Which lines in the records below mention the word "CatalogSynced"? Copy each one out.

══════════════════════════════

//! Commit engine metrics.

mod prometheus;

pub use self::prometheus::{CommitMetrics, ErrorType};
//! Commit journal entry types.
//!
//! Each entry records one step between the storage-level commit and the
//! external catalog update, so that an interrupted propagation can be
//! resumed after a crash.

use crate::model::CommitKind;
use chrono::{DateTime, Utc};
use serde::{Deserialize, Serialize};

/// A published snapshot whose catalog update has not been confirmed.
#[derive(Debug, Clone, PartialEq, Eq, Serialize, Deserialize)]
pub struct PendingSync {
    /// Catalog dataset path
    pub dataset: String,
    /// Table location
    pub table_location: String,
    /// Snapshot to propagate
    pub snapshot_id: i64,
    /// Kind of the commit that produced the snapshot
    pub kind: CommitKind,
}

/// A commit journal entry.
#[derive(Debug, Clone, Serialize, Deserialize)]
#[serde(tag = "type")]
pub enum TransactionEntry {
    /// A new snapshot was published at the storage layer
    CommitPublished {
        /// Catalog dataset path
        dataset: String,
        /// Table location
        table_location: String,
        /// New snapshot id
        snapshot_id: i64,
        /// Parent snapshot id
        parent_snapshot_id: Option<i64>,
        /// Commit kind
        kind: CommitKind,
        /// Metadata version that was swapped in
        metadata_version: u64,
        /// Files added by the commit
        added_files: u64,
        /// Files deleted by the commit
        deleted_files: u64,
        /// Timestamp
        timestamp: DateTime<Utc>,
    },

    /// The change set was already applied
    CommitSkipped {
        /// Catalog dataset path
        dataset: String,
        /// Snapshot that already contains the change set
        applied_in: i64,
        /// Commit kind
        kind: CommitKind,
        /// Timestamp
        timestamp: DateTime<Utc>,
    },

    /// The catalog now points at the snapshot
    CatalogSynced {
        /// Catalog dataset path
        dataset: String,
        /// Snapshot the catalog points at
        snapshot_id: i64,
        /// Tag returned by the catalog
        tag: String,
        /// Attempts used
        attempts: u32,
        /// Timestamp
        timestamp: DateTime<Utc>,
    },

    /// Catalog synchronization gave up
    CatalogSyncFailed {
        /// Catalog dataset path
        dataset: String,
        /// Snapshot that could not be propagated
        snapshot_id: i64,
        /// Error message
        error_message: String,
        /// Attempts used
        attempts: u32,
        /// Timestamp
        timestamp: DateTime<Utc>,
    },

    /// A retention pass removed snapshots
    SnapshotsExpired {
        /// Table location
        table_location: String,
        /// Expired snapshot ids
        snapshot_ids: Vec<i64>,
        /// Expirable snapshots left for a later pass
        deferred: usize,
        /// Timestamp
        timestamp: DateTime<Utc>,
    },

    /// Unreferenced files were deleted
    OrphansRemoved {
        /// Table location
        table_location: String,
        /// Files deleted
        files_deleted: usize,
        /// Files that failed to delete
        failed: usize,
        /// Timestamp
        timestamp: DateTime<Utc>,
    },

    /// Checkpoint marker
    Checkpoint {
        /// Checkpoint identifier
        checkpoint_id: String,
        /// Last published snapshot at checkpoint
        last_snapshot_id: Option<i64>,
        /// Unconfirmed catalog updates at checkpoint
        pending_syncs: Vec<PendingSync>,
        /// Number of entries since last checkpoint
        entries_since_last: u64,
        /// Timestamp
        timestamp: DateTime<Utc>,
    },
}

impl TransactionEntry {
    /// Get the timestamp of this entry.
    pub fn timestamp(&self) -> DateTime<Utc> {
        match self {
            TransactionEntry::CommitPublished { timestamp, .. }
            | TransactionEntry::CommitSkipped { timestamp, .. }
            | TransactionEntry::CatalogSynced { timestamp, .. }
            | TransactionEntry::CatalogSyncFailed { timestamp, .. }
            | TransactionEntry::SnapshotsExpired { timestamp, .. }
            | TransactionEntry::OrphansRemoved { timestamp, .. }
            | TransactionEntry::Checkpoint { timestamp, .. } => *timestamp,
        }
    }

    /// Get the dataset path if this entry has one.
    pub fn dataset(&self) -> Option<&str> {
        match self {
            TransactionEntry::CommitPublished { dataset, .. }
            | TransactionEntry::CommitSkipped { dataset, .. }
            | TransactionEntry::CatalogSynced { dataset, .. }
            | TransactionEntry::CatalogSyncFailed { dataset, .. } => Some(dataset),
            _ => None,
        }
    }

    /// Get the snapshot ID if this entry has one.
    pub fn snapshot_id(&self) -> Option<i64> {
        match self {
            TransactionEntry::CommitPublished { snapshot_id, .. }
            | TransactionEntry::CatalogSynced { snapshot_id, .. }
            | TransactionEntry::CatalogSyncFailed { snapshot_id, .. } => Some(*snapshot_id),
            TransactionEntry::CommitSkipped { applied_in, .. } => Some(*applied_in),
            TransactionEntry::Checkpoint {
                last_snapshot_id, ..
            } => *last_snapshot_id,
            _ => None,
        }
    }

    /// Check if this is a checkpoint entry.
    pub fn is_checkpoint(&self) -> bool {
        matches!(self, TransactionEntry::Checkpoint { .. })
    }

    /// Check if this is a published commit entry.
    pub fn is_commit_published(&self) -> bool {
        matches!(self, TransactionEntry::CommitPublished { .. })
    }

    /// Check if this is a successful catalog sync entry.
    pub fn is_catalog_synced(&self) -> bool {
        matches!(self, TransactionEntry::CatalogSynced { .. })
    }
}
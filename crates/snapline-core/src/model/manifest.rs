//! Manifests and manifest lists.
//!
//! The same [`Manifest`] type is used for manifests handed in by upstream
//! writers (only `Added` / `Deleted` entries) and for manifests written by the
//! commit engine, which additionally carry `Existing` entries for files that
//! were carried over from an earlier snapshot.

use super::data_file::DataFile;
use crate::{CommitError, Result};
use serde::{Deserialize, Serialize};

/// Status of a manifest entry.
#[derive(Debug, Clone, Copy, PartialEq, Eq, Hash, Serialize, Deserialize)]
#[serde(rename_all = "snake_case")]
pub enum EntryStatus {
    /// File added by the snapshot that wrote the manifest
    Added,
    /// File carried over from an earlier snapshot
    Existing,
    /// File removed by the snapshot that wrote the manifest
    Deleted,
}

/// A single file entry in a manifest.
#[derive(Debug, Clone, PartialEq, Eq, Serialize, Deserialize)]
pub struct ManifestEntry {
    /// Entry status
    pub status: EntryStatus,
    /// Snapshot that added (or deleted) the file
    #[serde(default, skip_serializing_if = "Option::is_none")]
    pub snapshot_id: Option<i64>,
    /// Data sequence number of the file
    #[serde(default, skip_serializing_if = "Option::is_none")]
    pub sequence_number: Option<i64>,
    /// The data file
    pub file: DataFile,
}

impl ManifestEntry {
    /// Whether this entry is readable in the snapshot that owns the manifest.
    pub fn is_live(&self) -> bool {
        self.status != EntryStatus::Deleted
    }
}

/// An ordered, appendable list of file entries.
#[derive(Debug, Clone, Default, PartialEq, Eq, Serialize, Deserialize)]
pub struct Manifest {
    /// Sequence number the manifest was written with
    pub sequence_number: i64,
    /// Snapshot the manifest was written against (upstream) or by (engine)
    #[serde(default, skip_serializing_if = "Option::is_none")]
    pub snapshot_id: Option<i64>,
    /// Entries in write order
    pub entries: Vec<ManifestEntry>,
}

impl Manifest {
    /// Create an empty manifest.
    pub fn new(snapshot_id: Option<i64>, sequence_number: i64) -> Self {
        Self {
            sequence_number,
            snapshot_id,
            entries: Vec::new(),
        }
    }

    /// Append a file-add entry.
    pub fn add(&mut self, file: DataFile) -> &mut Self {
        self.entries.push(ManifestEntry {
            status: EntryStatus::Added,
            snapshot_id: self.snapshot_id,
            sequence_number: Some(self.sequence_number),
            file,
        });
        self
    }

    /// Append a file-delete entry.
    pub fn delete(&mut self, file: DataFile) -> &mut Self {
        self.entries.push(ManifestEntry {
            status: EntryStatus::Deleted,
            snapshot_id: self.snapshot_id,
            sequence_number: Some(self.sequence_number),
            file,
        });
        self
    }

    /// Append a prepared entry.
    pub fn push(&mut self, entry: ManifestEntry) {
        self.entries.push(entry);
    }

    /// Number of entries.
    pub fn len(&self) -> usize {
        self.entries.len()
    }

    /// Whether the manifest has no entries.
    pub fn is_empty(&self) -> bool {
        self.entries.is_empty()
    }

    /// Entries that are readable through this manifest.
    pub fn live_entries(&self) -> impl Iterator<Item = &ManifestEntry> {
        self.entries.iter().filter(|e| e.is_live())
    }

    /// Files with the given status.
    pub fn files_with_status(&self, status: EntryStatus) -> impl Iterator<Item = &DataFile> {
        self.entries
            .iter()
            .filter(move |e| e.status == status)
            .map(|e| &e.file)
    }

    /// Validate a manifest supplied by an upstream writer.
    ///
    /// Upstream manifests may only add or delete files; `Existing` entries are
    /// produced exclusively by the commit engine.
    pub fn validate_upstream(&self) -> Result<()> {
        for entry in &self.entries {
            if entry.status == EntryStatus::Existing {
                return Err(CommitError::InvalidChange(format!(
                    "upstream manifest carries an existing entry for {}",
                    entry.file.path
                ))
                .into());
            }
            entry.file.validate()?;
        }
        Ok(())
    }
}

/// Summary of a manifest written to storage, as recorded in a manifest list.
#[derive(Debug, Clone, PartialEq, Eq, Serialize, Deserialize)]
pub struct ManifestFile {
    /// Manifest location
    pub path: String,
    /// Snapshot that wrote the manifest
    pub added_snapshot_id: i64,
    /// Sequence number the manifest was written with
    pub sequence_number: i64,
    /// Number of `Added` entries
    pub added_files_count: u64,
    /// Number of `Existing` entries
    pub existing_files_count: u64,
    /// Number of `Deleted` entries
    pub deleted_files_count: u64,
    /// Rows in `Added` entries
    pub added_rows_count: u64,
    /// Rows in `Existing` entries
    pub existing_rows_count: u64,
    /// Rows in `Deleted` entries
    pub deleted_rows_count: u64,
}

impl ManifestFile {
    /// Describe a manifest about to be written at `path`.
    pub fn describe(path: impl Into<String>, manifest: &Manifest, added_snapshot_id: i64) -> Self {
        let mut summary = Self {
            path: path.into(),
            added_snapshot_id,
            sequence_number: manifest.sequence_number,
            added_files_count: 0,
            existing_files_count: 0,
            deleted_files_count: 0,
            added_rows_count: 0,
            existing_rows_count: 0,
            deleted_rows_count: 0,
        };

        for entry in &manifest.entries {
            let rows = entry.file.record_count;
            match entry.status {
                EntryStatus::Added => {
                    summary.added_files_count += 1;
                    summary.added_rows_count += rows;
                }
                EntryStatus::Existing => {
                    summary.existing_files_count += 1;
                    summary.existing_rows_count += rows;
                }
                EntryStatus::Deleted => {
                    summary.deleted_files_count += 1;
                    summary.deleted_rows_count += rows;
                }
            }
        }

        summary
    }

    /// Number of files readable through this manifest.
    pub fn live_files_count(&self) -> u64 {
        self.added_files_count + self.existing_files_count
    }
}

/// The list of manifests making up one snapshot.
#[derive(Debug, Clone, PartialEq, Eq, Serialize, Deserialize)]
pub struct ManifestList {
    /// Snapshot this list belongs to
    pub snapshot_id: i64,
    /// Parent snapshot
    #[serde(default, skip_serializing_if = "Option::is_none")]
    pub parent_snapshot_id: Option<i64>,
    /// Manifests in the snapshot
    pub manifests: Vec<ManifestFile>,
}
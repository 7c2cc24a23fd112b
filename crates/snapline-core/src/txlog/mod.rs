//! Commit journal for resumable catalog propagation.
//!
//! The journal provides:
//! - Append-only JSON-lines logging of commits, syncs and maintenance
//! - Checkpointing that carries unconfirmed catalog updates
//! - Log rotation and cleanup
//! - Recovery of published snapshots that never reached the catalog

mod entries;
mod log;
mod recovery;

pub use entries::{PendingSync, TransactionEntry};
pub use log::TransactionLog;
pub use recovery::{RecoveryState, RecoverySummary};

══════════════════════════════

_COMPLETED EXERCISE_
    CatalogSynced {
            | TransactionEntry::CatalogSynced { timestamp, .. }
            | TransactionEntry::CatalogSynced { dataset, .. }
            | TransactionEntry::CatalogSynced { snapshot_id, .. }
        matches!(self, TransactionEntry::CatalogSynced { .. })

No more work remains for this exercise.